* _WHAT THE TASK REQUIRES_
Transcribe the complete listing exactly.

###

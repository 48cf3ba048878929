/// CSS 3D transform backend: turns frame parameters into style strings
use crate::controller::FrameParams;
use crate::layout;
use crate::surface::RenderSurface;

/// Style values for one frame of the DOM cuboid scene.
#[derive(Debug, Clone, PartialEq, Default)]
pub struct CssFrame {
    pub scene_transform: String,
    pub left_wrapper_transform: String,
    pub right_wrapper_transform: String,
    pub sheen_opacity: String,
}

impl CssFrame {
    pub fn from_params(params: &FrameParams) -> Self {
        let left_x = layout::wrapper_half_base_x() - params.panel_offset;
        let right_x = -layout::wrapper_half_base_x() + params.panel_offset;
        Self {
            scene_transform: format!(
                "translate3d(-50%, -50%, 0) scale({}) rotateX({}deg) rotateY({}deg)",
                fmt_num(params.scale),
                fmt_num(params.pitch),
                fmt_num(params.yaw),
            ),
            left_wrapper_transform: format!(
                "translate3d({}px, 0, 0) rotateY({}deg)",
                fmt_num(left_x),
                fmt_num(params.panel_tilt),
            ),
            right_wrapper_transform: format!(
                "translate3d({}px, 0, 0) rotateY({}deg)",
                fmt_num(right_x),
                fmt_num(-params.panel_tilt),
            ),
            sheen_opacity: format!("{:.3}", params.sheen_opacity),
        }
    }
}

/// Compact number formatting: at most four decimals, no trailing zeros.
fn fmt_num(value: f64) -> String {
    let text = format!("{value:.4}");
    let text = text.trim_end_matches('0').trim_end_matches('.');
    match text {
        "-0" | "" => "0".to_string(),
        other => other.to_string(),
    }
}

/// Keeps the latest [`CssFrame`] for a DOM host to flush.
#[derive(Debug, Default)]
pub struct CssSurface {
    frame: CssFrame,
}

impl CssSurface {
    pub fn new() -> Self {
        Self::default()
    }

    pub fn frame(&self) -> &CssFrame {
        &self.frame
    }
}

impl RenderSurface for CssSurface {
    fn apply_frame(&mut self, params: &FrameParams) {
        self.frame = CssFrame::from_params(params);
    }
}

###

* _RESPONSE BOX_
repository 48cf3ba048878929
/// CSS 3D transform backend: turns frame parameters into style strings
use crate::controller::FrameParams;
use crate::layout;
use crate::surface::RenderSurface;

/// Style values for one frame of the DOM cuboid scene.
#[derive(Debug, Clone, PartialEq, Default)]
pub struct CssFrame {
    pub scene_transform: String,
    pub left_wrapper_transform: String,
    pub right_wrapper_transform: String,
    pub sheen_opacity: String,
}

impl CssFrame {
    pub fn from_params(params: &FrameParams) -> Self {
        let left_x = layout::wrapper_half_base_x() - params.panel_offset;
        let right_x = -layout::wrapper_half_base_x() + params.panel_offset;
        Self {
            scene_transform: format!(
                "translate3d(-50%, -50%, 0) scale({}) rotateX({}deg) rotateY({}deg)",
                fmt_num(params.scale),
                fmt_num(params.pitch),
                fmt_num(params.yaw),
            ),
            left_wrapper_transform: format!(
                "translate3d({}px, 0, 0) rotateY({}deg)",
                fmt_num(left_x),
                fmt_num(params.panel_tilt),
            ),
            right_wrapper_transform: format!(
                "translate3d({}px, 0, 0) rotateY({}deg)",
                fmt_num(right_x),
                fmt_num(-params.panel_tilt),
            ),
            sheen_opacity: format!("{:.3}", params.sheen_opacity),
        }
    }
}

/// Compact number formatting: at most four decimals, no trailing zeros.
fn fmt_num(value: f64) -> String {
    let text = format!("{value:.4}");
    let text = text.trim_end_matches('0').trim_end_matches('.');
    match text {
        "-0" | "" => "0".to_string(),
        other => other.to_string(),
    }
}

/// Keeps the latest [`CssFrame`] for a DOM host to flush.
#[derive(Debug, Default)]
pub struct CssSurface {
    frame: CssFrame,
}

impl CssSurface {
    pub fn new() -> Self {
        Self::default()
    }

    pub fn frame(&self) -> &CssFrame {
        &self.frame
    }
}

impl RenderSurface for CssSurface {
    fn apply_frame(&mut self, params: &FrameParams) {
        self.frame = CssFrame::from_params(params);
    }
}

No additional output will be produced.